The screening showed that three phenols bind to the enzyme: hydroxyethylphenol (YRL), isolated for the experiments from the henna tree Lawsonia alba, is a compound present in many foods such as red wine and virgin olive oil and used as anti-arrhythmia agent. Hydroxybenzaldehyde (HBA) is a known anti-tumor agent and accelerates wound healing. It was isolated from the copperleaf Acalypha torta. Methyldihydroxybenzoate (HE9), isolated from the French marigold Tagetes patula, is an anti-oxidant with anti-inflammatory effect and is found in green tea.
In subsequent lab tests, established and performed by Hévila Brognaro in Betzel’s group, the three phenols reduced PLpro’s activity by 50 to 70 per cent in living cells. “The advantage of these substances is their proven safety,” says Betzel, who is also a member of the cluster of excellence CUI: Advanced Imaging of Matter. “These compounds naturally occur in many foods. However, drinking green tea will not cure your corona infection! Like it will not heal your wounds or cure your cancer. If and how a corona drug can be developed from these phenols is subject to further studies.”
In a different screening, a team consisting largely of the same scientists had already screened thousands of existing drugs at PETRA III as possible inhibitors of the coronavirus’ main protease (Mpro), also a molecular pair of scissors and a main potential drug target. The screening identified several corona drug candidates, and the most promising have entered preclinical testing. “The corona initiative from DESY and University of Hamburg is one of the very few worldwide that investigated both of Covid-19’s main targets,” emphasises Betzel.

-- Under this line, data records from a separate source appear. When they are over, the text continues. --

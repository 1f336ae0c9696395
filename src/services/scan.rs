//! Hero Candidate Scanner
//!
//! Renders the page in the shared browser, snapshots candidate elements
//! through an injected script, and hands the plain snapshots to the pure
//! scoring pass. The winning candidate comes back as a resolved URL or a
//! cropped capture depending on mode.
//!
//! Failure policy: a scan never raises. Navigation timeouts, render
//! failures, and empty candidate sets all degrade to [`ScanOutcome::None`];
//! the orchestrator's fallback chain is the recovery mechanism.

use async_trait::async_trait;
use chromiumoxide::cdp::browser_protocol::page::{CaptureScreenshotFormat, Viewport};
use chromiumoxide::page::{Page, ScreenshotParams};
use std::time::Duration;
use tracing::{debug, warn};
use url::Url;

use crate::error::{HeropickError, Result};
use crate::services::browser::BrowserManager;
use crate::services::filter::normalize_image_url;
use crate::services::score::{score_candidates, select_candidate};
use crate::types::{CandidateSnapshot, RankedCandidate, ScanConfig, ScanMode, ScanOutcome};

/// Enumerates in-page candidates as plain data: images, canvases, and
/// background-image carriers, each with viewport geometry, style visibility,
/// and a video-context flag (video/iframe nesting either direction, embed
/// player markers, 16:9 padding-hack wrappers).
const SNAPSHOT_SCRIPT: &str = r#"
(() => {
  const EMBED_MARKERS = ['video', 'player', 'youtube', 'vimeo', 'wistia', 'embed'];

  const styleVisible = (el) => {
    const s = window.getComputedStyle(el);
    return s.display !== 'none'
      && s.visibility !== 'hidden'
      && parseFloat(s.opacity || '1') > 0.01;
  };

  const videoContext = (el) => {
    if (el.closest('video, iframe')) return true;
    if (el.querySelector && el.querySelector('video, iframe')) return true;
    let node = el;
    for (let i = 0; node && i < 4; i++) {
      const sig = ((node.className || '') + ' ' + (node.id || '')).toString().toLowerCase();
      if (EMBED_MARKERS.some((m) => sig.includes(m))) return true;
      const s = window.getComputedStyle(node);
      const pb = parseFloat(s.paddingBottom || '0');
      const w = node.clientWidth || 0;
      if (w > 0 && pb > 0 && Math.abs(pb / w - 9 / 16) < 0.01) return true;
      node = node.parentElement;
    }
    return false;
  };

  const out = [];
  const push = (el, kind, source) => {
    const r = el.getBoundingClientRect();
    out.push({
      kind: kind,
      top: r.top,
      left: r.left,
      width: r.width,
      height: r.height,
      source: source || '',
      visible: styleVisible(el),
      video_context: videoContext(el),
    });
  };

  document.querySelectorAll('img').forEach((el) => {
    push(el, 'image', el.currentSrc || el.src || '');
  });
  document.querySelectorAll('canvas').forEach((el) => {
    push(el, 'canvas', '');
  });
  document.querySelectorAll('section, div, figure, a, span').forEach((el) => {
    const bg = window.getComputedStyle(el).backgroundImage;
    if (bg && bg !== 'none' && bg.includes('url(')) {
      const m = bg.match(/url\(["']?([^"')]+)["']?\)/);
      push(el, 'background', m ? m[1] : '');
    }
  });
  return out;
})()
"#;

#[async_trait]
pub trait HeroScanner: Send + Sync {
    fn name(&self) -> &'static str;
    async fn scan(&self, product_url: &Url, attempt: u32, mode: ScanMode) -> ScanOutcome;
}

pub struct ChromiumScanner {
    browser: BrowserManager,
    cfg: ScanConfig,
}

impl ChromiumScanner {
    pub fn new(browser: BrowserManager, cfg: ScanConfig) -> Self {
        Self { browser, cfg }
    }

    async fn scan_inner(
        &self,
        page: &Page,
        product_url: &Url,
        attempt: u32,
        mode: ScanMode,
    ) -> Result<ScanOutcome> {
        let goto = tokio::time::timeout(
            Duration::from_millis(self.cfg.navigation_timeout_ms),
            page.goto(product_url.as_str()),
        )
        .await;
        match goto {
            Ok(Ok(_)) => {}
            Ok(Err(e)) => {
                return Err(HeropickError::browser_error(format!("navigation: {e}")));
            }
            Err(_) => {
                return Err(HeropickError::browser_error(format!(
                    "navigation timed out after {}ms",
                    self.cfg.navigation_timeout_ms
                )));
            }
        }
        let _ = page.wait_for_navigation().await;

        // Fixed settle delay for lazy content and layout.
        tokio::time::sleep(Duration::from_millis(self.cfg.settle_delay_ms)).await;

        let value = page
            .evaluate(SNAPSHOT_SCRIPT)
            .await
            .map_err(|e| HeropickError::browser_error(format!("snapshot script: {e}")))?;
        let snapshots: Vec<CandidateSnapshot> = value
            .into_value()
            .map_err(|e| HeropickError::browser_error(format!("snapshot decode: {e:?}")))?;

        debug!(
            url = %product_url,
            candidates = snapshots.len(),
            "scanned page for hero candidates"
        );

        let ranked = score_candidates(snapshots, product_url, &self.cfg);
        let Some(pick) = select_candidate(&ranked, attempt, &self.cfg) else {
            return Ok(ScanOutcome::None);
        };

        match mode {
            ScanMode::ResolveUrl => Ok(self.resolve_url(pick, product_url)),
            ScanMode::Capture => self.capture(page, pick).await,
        }
    }

    fn resolve_url(&self, pick: &RankedCandidate, product_url: &Url) -> ScanOutcome {
        match normalize_image_url(&pick.snapshot.source, product_url) {
            Some(url) => ScanOutcome::Url(url),
            None => ScanOutcome::None,
        }
    }

    async fn capture(&self, page: &Page, pick: &RankedCandidate) -> Result<ScanOutcome> {
        let b = &pick.snapshot;
        let params = ScreenshotParams::builder()
            .format(CaptureScreenshotFormat::Png)
            .clip(Viewport {
                x: b.left.max(0.0),
                y: b.top.max(0.0),
                width: b.width,
                height: b.height,
                scale: 1.0,
            })
            .build();
        let png = page
            .screenshot(params)
            .await
            .map_err(|e| HeropickError::browser_error(format!("capture: {e}")))?;
        Ok(ScanOutcome::Capture(png))
    }
}

#[async_trait]
impl HeroScanner for ChromiumScanner {
    fn name(&self) -> &'static str {
        "chromium-scanner"
    }

    async fn scan(&self, product_url: &Url, attempt: u32, mode: ScanMode) -> ScanOutcome {
        let page = match self.browser.acquire_page().await {
            Ok(page) => page,
            Err(e) => {
                warn!(url = %product_url, "scan skipped, no page: {e}");
                return ScanOutcome::None;
            }
        };

        // Page teardown on every exit path, success or failure.
        let outcome = self.scan_inner(&page, product_url, attempt, mode).await;
        if let Err(e) = page.close().await {
            debug!("page close: {e}");
        }

        match outcome {
            Ok(outcome) => outcome,
            Err(e) => {
                warn!(url = %product_url, "scan failed: {e}");
                ScanOutcome::None
            }
        }
    }
}
//! HTTP Page Fetcher
//!
//! Plain-HTTP markup retrieval with a browser-like user agent and a bounded
//! timeout. Failures propagate: the static extraction path has no internal
//! fallback of its own, the orchestrator's chain is the recovery mechanism.

use async_trait::async_trait;
use reqwest::header::{HeaderMap, HeaderValue, ACCEPT, ACCEPT_LANGUAGE, USER_AGENT};
use reqwest::Client;
use std::time::Duration;

use crate::error::{HeropickError, Result};
use crate::types::FetchConfig;

#[async_trait]
pub trait PageFetcher: Send + Sync {
    fn name(&self) -> &'static str;
    async fn fetch(&self, url: &str) -> Result<String>;
}

pub struct ReqwestFetcher {
    client: Client,
    cfg: FetchConfig,
}

impl ReqwestFetcher {
    pub fn new(cfg: FetchConfig) -> Result<Self> {
        let client = Client::builder()
            .gzip(true)
            .brotli(true)
            .deflate(true)
            .redirect(reqwest::redirect::Policy::limited(10))
            .timeout(Duration::from_millis(cfg.timeout_ms))
            .build()?;
        Ok(Self { client, cfg })
    }

    fn headers(&self) -> HeaderMap {
        let mut headers = HeaderMap::new();
        headers.insert(
            ACCEPT,
            HeaderValue::from_static(
                "text/html,application/xhtml+xml,application/xml;q=0.9,*/*;q=0.8",
            ),
        );
        headers.insert(ACCEPT_LANGUAGE, HeaderValue::from_static("en-US,en;q=0.9"));
        headers.insert(
            USER_AGENT,
            HeaderValue::from_str(&self.cfg.user_agent)
                .unwrap_or(HeaderValue::from_static("Mozilla/5.0")),
        );
        headers
    }
}

#[async_trait]
impl PageFetcher for ReqwestFetcher {
    fn name(&self) -> &'static str {
        "reqwest"
    }

    async fn fetch(&self, url: &str) -> Result<String> {
        let resp = self.client.get(url).headers(self.headers()).send().await?;
        let status = resp.status();
        if !status.is_success() {
            return Err(HeropickError::fetch_error(
                url,
                &format!("HTTP status {}", status),
            ));
        }
        Ok(resp.text().await?)
    }
}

In the new study, scientists from the University of Hamburg, the University of Sao Paulo in Brazil, Diamond Light Source in the United Kingdom, European XFEL, Bahauddin Zakariya University in Pakistan, Hospital Israelita Albert Einstein in Brazil, Scientific Platform Pasteur in Brazil, the European Molecular Biology Laboratory in Hamburg, Fraunhofer Institute for Translational Medicine and Pharmacology in Hamburg, Jozef Stefan Institute in Slovenia, Centre of Excellence for Integrated Approaches in Chemistry and Biology of Proteins in Slovenia, the University of Greifswald and DESY contributed to the work.